The general consensus is that ‘clean’ isn’t a regulated classification, so it’s hard to settle on one definition. Essentially, ‘clean’ products do not contain ingredients that have been evidently linked to harmful side effects to human health, which includes both natural and chemical substances. Safety of ingredients is valued rather than the source, which is how ‘clean’ differs from ‘natural’. 

Natural

The debate is ongoing, but products labelled as ‘natural’ generally should be examined. As the market is unregulated for ‘natural’ ingredients, it’s easy for this label to be used as even products with traces of natural items can claim the title. 

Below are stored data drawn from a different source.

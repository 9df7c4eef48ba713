//! Filters for narrowing down the ledger by month, year and name.

use std::collections::BTreeSet;

use serde::{Deserialize, Serialize};
use time::{Date, Month};

use super::Transaction;

/// The query parameters for filtering the ledger.
///
/// Every field is optional and missing fields match everything.
#[derive(Debug, Clone, Default, PartialEq, Eq, Serialize, Deserialize)]
pub struct LedgerFilter {
    /// The month of the year, 1 to 12.
    #[serde(default, skip_serializing_if = "Option::is_none")]
    pub month: Option<u8>,
    /// The calendar year.
    #[serde(default, skip_serializing_if = "Option::is_none")]
    pub year: Option<i32>,
    /// Text that must appear in the transaction name, ignoring case.
    #[serde(default, skip_serializing_if = "Option::is_none")]
    pub name: Option<String>,
}

impl LedgerFilter {
    /// Whether the filter lets every transaction through.
    pub fn is_empty(&self) -> bool {
        self.month.is_none() && self.year.is_none() && self.name_query().is_none()
    }

    fn name_query(&self) -> Option<String> {
        self.name
            .as_deref()
            .map(str::trim)
            .filter(|name| !name.is_empty())
            .map(str::to_lowercase)
    }

    /// Whether `transaction` passes the filter.
    pub fn matches(&self, transaction: &Transaction) -> bool {
        self.matches_date(transaction.date)
            && self
                .name_query()
                .is_none_or(|query| transaction.name.to_lowercase().contains(&query))
    }

    fn matches_date(&self, date: Date) -> bool {
        self.month.is_none_or(|month| u8::from(date.month()) == month)
            && self.year.is_none_or(|year| date.year() == year)
    }

    /// Keep the transactions that pass the filter, preserving their order.
    pub fn apply(&self, transactions: Vec<Transaction>) -> Vec<Transaction> {
        if self.is_empty() {
            return transactions;
        }

        transactions
            .into_iter()
            .filter(|transaction| self.matches(transaction))
            .collect()
    }

    /// The selected month and year, if both are set to valid values.
    pub fn month_and_year(&self) -> Option<(Month, i32)> {
        let month = Month::try_from(self.month?).ok()?;
        let year = self.year?;

        Some((month, year))
    }

    /// The title of the printed report for the filtered ledger.
    pub fn report_title(&self) -> String {
        match self.month_and_year() {
            Some((month, year)) => format!("Ledger Report - {month} {year}"),
            None => "Complete Ledger Report".to_owned(),
        }
    }

    /// Encode the filter as a URL query string, without the leading '?'.
    ///
    /// Returns an empty string for an empty filter.
    pub fn to_query_string(&self) -> String {
        serde_urlencoded::to_string(self)
            .inspect_err(|error| tracing::error!("Could not encode ledger filter {self:?}: {error}"))
            .unwrap_or_default()
    }

    /// Append the filter to `route` as a query string.
    pub fn to_url(&self, route: &str) -> String {
        let query = self.to_query_string();

        if query.is_empty() {
            route.to_owned()
        } else {
            format!("{route}?{query}")
        }
    }
}

/// The months and years the ledger can be filtered by.
#[derive(Debug, Clone, Default, PartialEq, Eq)]
pub struct FilterOptions {
    /// The distinct months that have transactions, in ascending order.
    pub months: Vec<Month>,
    /// The distinct years that have transactions, newest first.
    pub years: Vec<i32>,
}

impl FilterOptions {
    /// Build the filter options from the dates that have transactions.
    pub fn from_dates(dates: &BTreeSet<Date>) -> Self {
        let months: BTreeSet<u8> = dates.iter().map(|date| u8::from(date.month())).collect();
        let years: BTreeSet<i32> = dates.iter().map(|date| date.year()).collect();

        Self {
            months: months
                .into_iter()
                .filter_map(|month| Month::try_from(month).ok())
                .collect(),
            years: years.into_iter().rev().collect(),
        }
    }
}

#[cfg(test)]
mod tests {
    use std::collections::BTreeSet;

    use time::{
        Month,
        macros::{date, datetime},
    };

    use crate::{amount::Amount, transaction::Transaction};

    use super::{FilterOptions, LedgerFilter};

    fn transaction(id: i64, name: &str, date: time::Date) -> Transaction {
        let created_at = datetime!(2025-01-01 00:00:00 UTC);

        Transaction {
            id,
            name: name.to_owned(),
            comment: None,
            amount_received: Amount::from_cents(100),
            amount_paid: Amount::ZERO,
            remaining_balance: Amount::from_cents(100 * id),
            date,
            time: created_at.time(),
            created_at,
        }
    }

    fn ids(transactions: &[Transaction]) -> Vec<i64> {
        transactions.iter().map(|transaction| transaction.id).collect()
    }

    fn sample() -> Vec<Transaction> {
        vec![
            transaction(4, "Bob", date!(2025 - 09 - 02)),
            transaction(3, "alice", date!(2025 - 08 - 30)),
            transaction(2, "Alice Smith", date!(2024 - 08 - 15)),
            transaction(1, "Carol", date!(2024 - 01 - 10)),
        ]
    }

    #[test]
    fn empty_filter_keeps_everything() {
        let filter = LedgerFilter::default();

        assert!(filter.is_empty());
        assert_eq!(ids(&filter.apply(sample())), vec![4, 3, 2, 1]);
    }

    #[test]
    fn filters_by_month_across_years() {
        let filter = LedgerFilter {
            month: Some(8),
            ..Default::default()
        };

        assert_eq!(ids(&filter.apply(sample())), vec![3, 2]);
    }

    #[test]
    fn filters_by_month_and_year() {
        let filter = LedgerFilter {
            month: Some(8),
            year: Some(2025),
            name: None,
        };

        assert_eq!(ids(&filter.apply(sample())), vec![3]);
    }

    #[test]
    fn filters_by_name_ignoring_case() {
        let filter = LedgerFilter {
            name: Some(" ALICE ".to_owned()),
            ..Default::default()
        };

        assert_eq!(ids(&filter.apply(sample())), vec![3, 2]);
    }

    #[test]
    fn blank_name_matches_everything() {
        let filter = LedgerFilter {
            name: Some("   ".to_owned()),
            ..Default::default()
        };

        assert!(filter.is_empty());
        assert_eq!(ids(&filter.apply(sample())), vec![4, 3, 2, 1]);
    }

    #[test]
    fn report_title_names_month_and_year() {
        let filter = LedgerFilter {
            month: Some(8),
            year: Some(2025),
            name: None,
        };

        assert_eq!(filter.report_title(), "Ledger Report - August 2025");
    }

    #[test]
    fn report_title_without_month_and_year() {
        let month_only = LedgerFilter {
            month: Some(8),
            ..Default::default()
        };

        assert_eq!(month_only.report_title(), "Complete Ledger Report");
        assert_eq!(
            LedgerFilter::default().report_title(),
            "Complete Ledger Report"
        );
    }

    #[test]
    fn url_skips_missing_fields() {
        let filter = LedgerFilter {
            month: Some(8),
            year: None,
            name: Some("Alice Smith".to_owned()),
        };

        assert_eq!(
            filter.to_url("/ledger/report"),
            "/ledger/report?month=8&name=Alice+Smith"
        );
        assert_eq!(LedgerFilter::default().to_url("/ledger"), "/ledger");
    }

    #[test]
    fn filter_options_sort_months_up_and_years_down() {
        let dates = BTreeSet::from([
            date!(2024 - 08 - 15),
            date!(2025 - 09 - 02),
            date!(2025 - 08 - 30),
            date!(2024 - 01 - 10),
        ]);

        let options = FilterOptions::from_dates(&dates);

        assert_eq!(
            options.months,
            vec![Month::January, Month::August, Month::September]
        );
        assert_eq!(options.years, vec![2025, 2024]);
    }
}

If the natural ingredients are at the bottom of the list, then it’s clear that only small amounts have been used. It’s also used to describe something that hasn’t been made in a lab. It’s worth noting that natural products are not always effective, safe or ethically-sourced such as mineral oil. 

Chemical/Synthetic 

First of all, everything is counted as chemical (even water) – so nothing can truly be chemical-free. Generally, ‘synthetic’ is used to describe a naturally derived ingredient (like fruit acids or retinol) that’s been replicated in a laboratory. Synthetic ingredients can be some of the most effective, and shouldn’t be brandished as toxic unless clear evidence can back it up. To change the structure of the skin, good quality synthetic ingredients like vitamins A and C can work wonders that even the most raw natural products can’t.

Sustainable

Claiming that a brand or product is sustainable is a tricky one – as sustainability plays into so many different things. It could be that the brand or product is carbon neutral (more on that below) or that the ingredients are vegan or organic. It could relate to a brand’s packaging. In short, there’s no clear definition of what makes a brand or product sustainable – so it’s definitely one to dig a little deeper into. 

Carbon neutral

Claiming that a brand or product is carbon neutral means that the brand has taken steps to reduce the amount of carbon dioxide released into the atmosphere during its manufacturing. As emitting all carbon dioxide use is (in many cases) almost impossible, brands usually look to offset their carbon footprint by contributing to schemes that help to tackle climate change.

While offsetting isn’t a solution to the problem (many people argue that it’s a way for brands to throw money at a problem without making any systemic change), it is a step in the right direction. The best thing you can do? Head to the brand’s own website and read about what steps they’re taking to reduce their carbon footprint in the first place.